MapReduce is a programming model for parallel computing of large scale datasets, the main idea being map (map) and reduce (simplification).
The idea and inspiration for MapReduce comes from functional programming, where map performs operations or functions on each element of the list. For example: Executing the Multiple-by-two function on a list [1,2,3,4] produces another list [2,4,6,8], and when executed, the original list is not changed. Functional programming believes that data should be kept immutable to avoid sharing data among multiple processes or threads. This means that although this function is simple, it can be executed concurrently on the same list by two or more threads, without affecting each other, because the list itself has not been changed.

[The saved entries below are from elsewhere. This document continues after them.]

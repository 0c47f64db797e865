// Copyright 2025 Fernando Borretti
//
// Licensed under the Apache License, Version 2.0 (the "License");
// you may not use this file except in compliance with the License.
// You may obtain a copy of the License at
//
//     http://www.apache.org/licenses/LICENSE-2.0
//
// Unless required by applicable law or agreed to in writing, software
// distributed under the License is distributed on an "AS IS" BASIS,
// WITHOUT WARRANTIES OR CONDITIONS OF ANY KIND, either express or implied.
// See the License for the specific language governing permissions and
// limitations under the License.

use std::io::Write;

use crate::cmd::due::due_summary;
use crate::cmd::today_cutoff;
use crate::error::Fallible;
use crate::types::timestamp::Timestamp;
use crate::types::topic::Topic;
use crate::wiki::Wiki;

fn write_status<W: Write>(writer: &mut W, topics: &[Topic], now: Timestamp) -> Fallible<()> {
    let summary = due_summary(topics, now);
    writeln!(writer, "Recall Status")?;
    writeln!(writer, "{}", "-".repeat(40))?;
    writeln!(writer, "Total topics:    {}", summary.total)?;
    writeln!(writer, "Due today:       {}", summary.due_today)?;
    writeln!(writer, "Due this week:   {}", summary.due_this_week)?;
    let today = today_cutoff(now);
    let due: Vec<&Topic> = topics.iter().filter(|t| t.card.is_due_by(today)).collect();
    if !due.is_empty() {
        writeln!(writer, "\nDue Today:")?;
        for topic in due {
            writeln!(writer, "  - {} [{}]", topic.title, topic.tag_list())?;
        }
    }
    Ok(())
}

pub fn status_command() -> Fallible<()> {
    let wiki = Wiki::load()?;
    let topics = wiki.db.all_topics()?;
    let stdout = std::io::stdout();
    let mut lock = stdout.lock();
    write_status(&mut lock, &topics, Timestamp::now())
}

#[cfg(test)]
mod tests {
    use super::*;
    use crate::cmd::read::read_topic;
    use crate::cmd::scan::scan_wiki;
    use crate::helper::create_test_wiki;
    use crate::helper::test_time;
    use crate::types::rating::Rating;

    #[test]
    fn test_status() -> Fallible<()> {
        let (_dir, mut wiki) = create_test_wiki()?;
        let now = test_time();
        scan_wiki(&mut wiki, now)?;
        read_topic(&mut wiki, "Docker Networking", Rating::Good, now)?;
        let topics = wiki.db.all_topics()?;
        let mut out = Vec::new();
        write_status(&mut out, &topics, now)?;
        let text = String::from_utf8_lossy(&out);
        assert!(text.contains("Total topics:    2\n"));
        assert!(text.contains("Due today:       1\n"));
        assert!(text.contains("Due this week:   2\n"));
        assert!(text.ends_with("\nDue Today:\n  - pods [k8s, devops]\n"));
        Ok(())
    }

    #[test]
    fn test_status_of_empty_wiki() -> Fallible<()> {
        let mut out = Vec::new();
        write_status(&mut out, &[], test_time())?;
        let text = String::from_utf8_lossy(&out);
        assert!(text.contains("Total topics:    0\n"));
        assert!(!text.contains("Due Today:"));
        Ok(())
    }
}
// Copyright 2025 Fernando Borretti
//
// Licensed under the Apache License, Version 2.0 (the "License");
// you may not use this file except in compliance with the License.
// You may obtain a copy of the License at
//
//     http://www.apache.org/licenses/LICENSE-2.0
//
// Unless required by applicable law or agreed to in writing, software
// distributed under the License is distributed on an "AS IS" BASIS,
// WITHOUT WARRANTIES OR CONDITIONS OF ANY KIND, either express or implied.
// See the License for the specific language governing permissions and
// limitations under the License.

//! The review scheduler.
//!
//! Given a card, a rating and the current time, computes the card's new
//! stability, difficulty and state, and the date of its next review. The
//! interval formula inverts the forgetting curve, so that on the due date
//! the predicted recall probability equals the requested retention.

use crate::fsrs::DIFFICULTY_BASE;
use crate::fsrs::DIFFICULTY_EXP;
use crate::fsrs::Difficulty;
use crate::fsrs::EASY_BONUS;
use crate::fsrs::FORGET_DIFFICULTY_EXP;
use crate::fsrs::FORGET_SCALE;
use crate::fsrs::HARD_PENALTY;
use crate::fsrs::INITIAL_STABILITY_AGAIN;
use crate::fsrs::INITIAL_STABILITY_EASY;
use crate::fsrs::INITIAL_STABILITY_GOOD;
use crate::fsrs::INITIAL_STABILITY_HARD;
use crate::fsrs::Parameters;
use crate::fsrs::RETENTION_SENSITIVITY;
use crate::fsrs::STABILITY_DECAY;
use crate::fsrs::STABILITY_EXP;
use crate::fsrs::Stability;
use crate::fsrs::clamp;
use crate::fsrs::clamp_difficulty;
use crate::types::card::Card;
use crate::types::card_state::CardState;
use crate::types::rating::Rating;
use crate::types::timestamp::Timestamp;

/// The minimum review interval in days.
const MIN_INTERVAL: f64 = 1.0;

pub struct Scheduler {
    params: Parameters,
}

impl Scheduler {
    pub fn new(params: Parameters) -> Self {
        Self { params }
    }

    pub fn params(&self) -> &Parameters {
        &self.params
    }

    /// Review a card. Returns the updated card; the input is untouched.
    pub fn review(&self, card: Card, rating: Rating, now: Timestamp) -> Card {
        let mut card = card;
        card.last_review = Some(now);
        card.reps += 1;

        let next_state = card.state.after(rating);
        match (card.state, rating) {
            (CardState::New, _) => {
                card.difficulty = self.initial_difficulty(rating);
                card.stability = self.initial_stability(rating);
            }
            (_, Rating::Again) => {
                card.lapses += 1;
                card.stability = self.forget_stability(card.difficulty, card.stability);
                card.difficulty = self.next_difficulty(card.difficulty, rating);
            }
            (_, Rating::Hard | Rating::Good | Rating::Easy) => {
                card.stability = self.recall_stability(card.difficulty, card.stability, rating);
                card.difficulty = self.next_difficulty(card.difficulty, rating);
            }
        }
        card.state = next_state;

        let interval = self.interval(card.stability);
        card.due = now.plus_days(interval);
        card
    }

    /// The interval in whole days after which recall probability drops to
    /// the requested retention, clamped to `[1, maximum_interval]`.
    pub fn interval(&self, s: Stability) -> u32 {
        let r = self.params.request_retention;
        let days = (s * 9.0 * (1.0 / r - 1.0)).round();
        // NaN clamps to the minimum.
        clamp(days, MIN_INTERVAL, f64::from(self.params.maximum_interval)) as u32
    }

    fn initial_difficulty(&self, rating: Rating) -> Difficulty {
        let w = &self.params.weights;
        let g = rating.as_f64();
        clamp_difficulty(w[DIFFICULTY_BASE] - f64::exp(w[DIFFICULTY_EXP] * (g - 1.0)) + 1.0)
    }

    fn initial_stability(&self, rating: Rating) -> Stability {
        let w = &self.params.weights;
        match rating {
            Rating::Again => w[INITIAL_STABILITY_AGAIN],
            Rating::Hard => w[INITIAL_STABILITY_HARD],
            Rating::Good => w[INITIAL_STABILITY_GOOD],
            Rating::Easy => w[INITIAL_STABILITY_EASY],
        }
    }

    fn next_difficulty(&self, d: Difficulty, rating: Rating) -> Difficulty {
        let w = &self.params.weights;
        let g = rating.as_f64();
        clamp_difficulty(d - w[DIFFICULTY_BASE] * (f64::exp(w[DIFFICULTY_EXP] * (g - 3.0)) - 1.0))
    }

    fn recall_stability(&self, d: Difficulty, s: Stability, rating: Rating) -> Stability {
        let w = &self.params.weights;
        // A stored stability of zero or less would make `s.powf(-w9)` blow up.
        let s = if s <= 0.0 {
            self.initial_stability(rating)
        } else {
            s
        };
        let hard_penalty = if rating == Rating::Hard {
            w[HARD_PENALTY]
        } else {
            1.0
        };
        let easy_bonus = if rating == Rating::Easy {
            w[EASY_BONUS]
        } else {
            1.0
        };
        let retention_term =
            f64::exp(w[RETENTION_SENSITIVITY] * (1.0 - self.params.request_retention)) - 1.0;
        s * (1.0
            + f64::exp(w[STABILITY_EXP])
                * (11.0 - d)
                * s.powf(-w[STABILITY_DECAY])
                * retention_term
                * hard_penalty
                * easy_bonus)
    }

    fn forget_stability(&self, d: Difficulty, s: Stability) -> Stability {
        let w = &self.params.weights;
        w[FORGET_SCALE]
            * d.powf(-w[FORGET_DIFFICULTY_EXP])
            * ((s + 1.0).powf(w[STABILITY_EXP]) - 1.0)
    }
}

impl Default for Scheduler {
    fn default() -> Self {
        Self::new(Parameters::default())
    }
}

#[cfg(test)]
mod tests {
    use chrono::TimeZone;
    use chrono::Utc;

    use super::*;
    use crate::error::Fallible;
    use crate::fsrs::DEFAULT_WEIGHTS;
    use crate::fsrs::MAX_DIFFICULTY;
    use crate::fsrs::MAX_MAXIMUM_INTERVAL;
    use crate::fsrs::MIN_DIFFICULTY;
    use crate::fsrs::WEIGHT_COUNT;
    use crate::fsrs::Weights;

    const EPSILON: f64 = 1e-9;

    fn approx_eq(a: f64, b: f64) -> bool {
        (a - b).abs() < EPSILON
    }

    fn now() -> Timestamp {
        Timestamp::new(Utc.with_ymd_and_hms(2025, 3, 1, 9, 30, 0).unwrap())
    }

    fn reviewed(stability: Stability, difficulty: Difficulty, state: CardState) -> Card {
        Card {
            due: now(),
            stability,
            difficulty,
            reps: 3,
            lapses: 1,
            state,
            last_review: Some(now()),
        }
    }

    fn days_scheduled(card: &Card, from: Timestamp) -> i64 {
        from.days_until(card.due)
    }

    #[test]
    fn test_first_read_good() {
        let scheduler = Scheduler::default();
        let card = scheduler.review(Card::new(now()), Rating::Good, now());
        assert!((card.difficulty - 5.3146).abs() < 1e-3);
        assert!(approx_eq(card.stability, 3.1262));
        assert_eq!(card.state, CardState::Review);
        assert_eq!(card.reps, 1);
        assert_eq!(card.lapses, 0);
        assert_eq!(card.last_review, Some(now()));
        assert_eq!(card.due, now().plus_days(3));
    }

    #[test]
    fn test_first_read_again() {
        let scheduler = Scheduler::default();
        let card = scheduler.review(Card::new(now()), Rating::Again, now());
        assert!(approx_eq(card.difficulty, 7.2102));
        assert!(approx_eq(card.stability, 0.4072));
        assert_eq!(card.state, CardState::Learning);
        assert_eq!(card.lapses, 0);
        assert_eq!(card.due, now().plus_days(1));
    }

    #[test]
    fn test_first_read_hard_and_easy() {
        let scheduler = Scheduler::default();
        let hard = scheduler.review(Card::new(now()), Rating::Hard, now());
        assert!(approx_eq(hard.stability, 1.1829));
        assert!((hard.difficulty - 6.5085).abs() < 1e-3);
        assert_eq!(hard.due, now().plus_days(1));
        let easy = scheduler.review(Card::new(now()), Rating::Easy, now());
        assert!(approx_eq(easy.stability, 15.4722));
        assert!((easy.difficulty - 3.2829).abs() < 1e-3);
        assert_eq!(easy.due, now().plus_days(15));
    }

    #[test]
    fn test_lapse() {
        let scheduler = Scheduler::default();
        let card = reviewed(5.0, 6.0, CardState::Review);
        let next = scheduler.review(card, Rating::Again, now());
        let w = DEFAULT_WEIGHTS;
        let expected = w[FORGET_SCALE]
            * 6f64.powf(-w[FORGET_DIFFICULTY_EXP])
            * (6f64.powf(w[STABILITY_EXP]) - 1.0);
        assert!(approx_eq(next.stability, expected));
        // 6 - w4 * (e^(-2 * w5) - 1) exceeds the ceiling.
        assert_eq!(next.difficulty, MAX_DIFFICULTY);
        assert_eq!(next.state, CardState::Relearn);
        assert_eq!(next.lapses, card.lapses + 1);
        assert_eq!(next.reps, card.reps + 1);
        assert_eq!(days_scheduled(&next, now()), 17);
    }

    #[test]
    fn test_recall_good() {
        let scheduler = Scheduler::default();
        let next = scheduler.review(reviewed(5.0, 6.0, CardState::Review), Rating::Good, now());
        assert!((next.stability - 16.2187).abs() < 1e-3);
        // Good leaves difficulty unchanged.
        assert!(approx_eq(next.difficulty, 6.0));
        assert_eq!(next.state, CardState::Review);
        assert_eq!(next.lapses, 1);
        assert_eq!(days_scheduled(&next, now()), 16);
    }

    #[test]
    fn test_recall_hard_and_easy_modifiers() {
        let scheduler = Scheduler::default();
        let card = reviewed(5.0, 6.0, CardState::Review);
        let hard = scheduler.review(card, Rating::Hard, now());
        assert!((hard.stability - 6.0691).abs() < 1e-3);
        assert!((hard.difficulty - 8.9730).abs() < 1e-3);
        let easy = scheduler.review(card, Rating::Easy, now());
        assert!((easy.stability - 8.3376).abs() < 1e-3);
        assert_eq!(easy.difficulty, MIN_DIFFICULTY);
    }

    #[test]
    fn test_relearn_and_learning_return_to_review() {
        let scheduler = Scheduler::default();
        for state in [CardState::Learning, CardState::Relearn] {
            let next = scheduler.review(reviewed(0.4, 7.0, state), Rating::Good, now());
            assert_eq!(next.state, CardState::Review);
        }
    }

    #[test]
    fn test_again_from_learning_and_relearn() {
        let scheduler = Scheduler::default();
        let w = DEFAULT_WEIGHTS;
        for state in [CardState::Learning, CardState::Relearn] {
            let card = reviewed(0.4, 7.0, state);
            let next = scheduler.review(card, Rating::Again, now());
            let expected = w[FORGET_SCALE]
                * 7f64.powf(-w[FORGET_DIFFICULTY_EXP])
                * (1.4f64.powf(w[STABILITY_EXP]) - 1.0);
            assert!(approx_eq(next.stability, expected));
            assert_eq!(next.difficulty, MAX_DIFFICULTY);
            assert_eq!(next.state, CardState::Relearn);
            assert_eq!(next.lapses, card.lapses + 1);
            assert_eq!(next.reps, card.reps + 1);
            assert_eq!(days_scheduled(&next, now()), 1);
        }
    }

    #[test]
    fn test_zero_stability_guard() {
        let scheduler = Scheduler::default();
        for stability in [0.0, -1.0, -100.0] {
            for rating in [Rating::Hard, Rating::Good, Rating::Easy] {
                let next =
                    scheduler.review(reviewed(stability, 6.0, CardState::Review), rating, now());
                assert!(next.stability.is_finite());
                assert!(next.stability > 0.0);
            }
        }
        // Falls back to the initial stability for the rating.
        let next = scheduler.review(reviewed(0.0, 6.0, CardState::Review), Rating::Good, now());
        assert!((next.stability - 10.6681).abs() < 1e-3);
    }

    #[test]
    fn test_deterministic() {
        let scheduler = Scheduler::default();
        let card = reviewed(2.5, 4.0, CardState::Review);
        for rating in Rating::ALL {
            let a = scheduler.review(card, rating, now());
            let b = scheduler.review(card, rating, now());
            assert_eq!(a, b);
        }
    }

    #[test]
    fn test_bounds_over_reachable_cards() {
        let scheduler = Scheduler::default();
        let max = i64::from(scheduler.params().maximum_interval);
        for first in Rating::ALL {
            let mut time = now();
            let mut card = scheduler.review(Card::new(time), first, time);
            for step in 0..40 {
                let rating = Rating::ALL[(step * 7 + first.as_u8() as usize) % 4];
                time = card.due;
                card = scheduler.review(card, rating, time);
                assert!(card.difficulty >= MIN_DIFFICULTY && card.difficulty <= MAX_DIFFICULTY);
                assert!(card.stability.is_finite() && card.stability >= 0.0);
                let days = days_scheduled(&card, time);
                assert!((1..=max).contains(&days), "interval out of bounds: {days}");
            }
        }
    }

    #[test]
    fn test_repeated_good() {
        let scheduler = Scheduler::default();
        let mut time = now();
        let mut card = Card::new(time);
        for i in 0..20 {
            card = scheduler.review(card, Rating::Good, time);
            assert_eq!(card.state, CardState::Review);
            assert_eq!(card.reps, i + 1);
            assert!(card.stability.is_finite() && card.stability >= 0.0);
            assert!(card.difficulty >= MIN_DIFFICULTY && card.difficulty <= MAX_DIFFICULTY);
            time = card.due;
        }
    }

    #[test]
    fn test_interval_is_capped() {
        let scheduler = Scheduler::default();
        assert_eq!(scheduler.interval(0.0), 1);
        assert_eq!(scheduler.interval(0.4), 1);
        assert_eq!(scheduler.interval(3.1262), 3);
        assert_eq!(scheduler.interval(10_000.0), 365);
        assert_eq!(scheduler.interval(f64::NAN), 1);
    }

    #[test]
    fn test_custom_parameters() -> Fallible<()> {
        let mut values = [1.0; WEIGHT_COUNT];
        values[INITIAL_STABILITY_GOOD] = 50.0;
        let params = Parameters::new(0.9, 30, Weights::from_slice(&values)?)?;
        let scheduler = Scheduler::new(params);
        let card = scheduler.review(Card::new(now()), Rating::Good, now());
        assert!(approx_eq(card.stability, 50.0));
        assert_eq!(days_scheduled(&card, now()), 30);
        Ok(())
    }

    #[test]
    fn test_largest_maximum_interval() -> Fallible<()> {
        let mut values: Vec<f64> = (0..WEIGHT_COUNT).map(|i| DEFAULT_WEIGHTS[i]).collect();
        values[INITIAL_STABILITY_EASY] = 1e12;
        let weights = Weights::from_slice(&values)?;
        assert!(Parameters::new(0.9, u32::MAX, weights).is_err());

        let params = Parameters::new(0.9, MAX_MAXIMUM_INTERVAL, weights)?;
        let scheduler = Scheduler::new(params);
        let card = scheduler.review(Card::new(now()), Rating::Easy, now());
        assert_eq!(card.due, now().plus_days(MAX_MAXIMUM_INTERVAL));
        assert_eq!(scheduler.interval(f64::MAX), MAX_MAXIMUM_INTERVAL);
        Ok(())
    }

    #[test]
    fn test_input_not_mutated() {
        let scheduler = Scheduler::default();
        let card = Card::new(now());
        let _ = scheduler.review(card, Rating::Good, now());
        assert_eq!(card, Card::new(now()));
    }
}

MapReduce is used for parallel computation of massive amounts of data, which requires the assignment of work to a large number of machines, and data synchronization between data nodes makes the system inefficient and unreliable if data is shared between the components. In fact, the data element on MapReduce is immutable, and even if the change does not feed back to the input file, the communication between nodes occurs only when the new key-value pair outputs, and Hadoop passes the output key-value pairs to the next stage.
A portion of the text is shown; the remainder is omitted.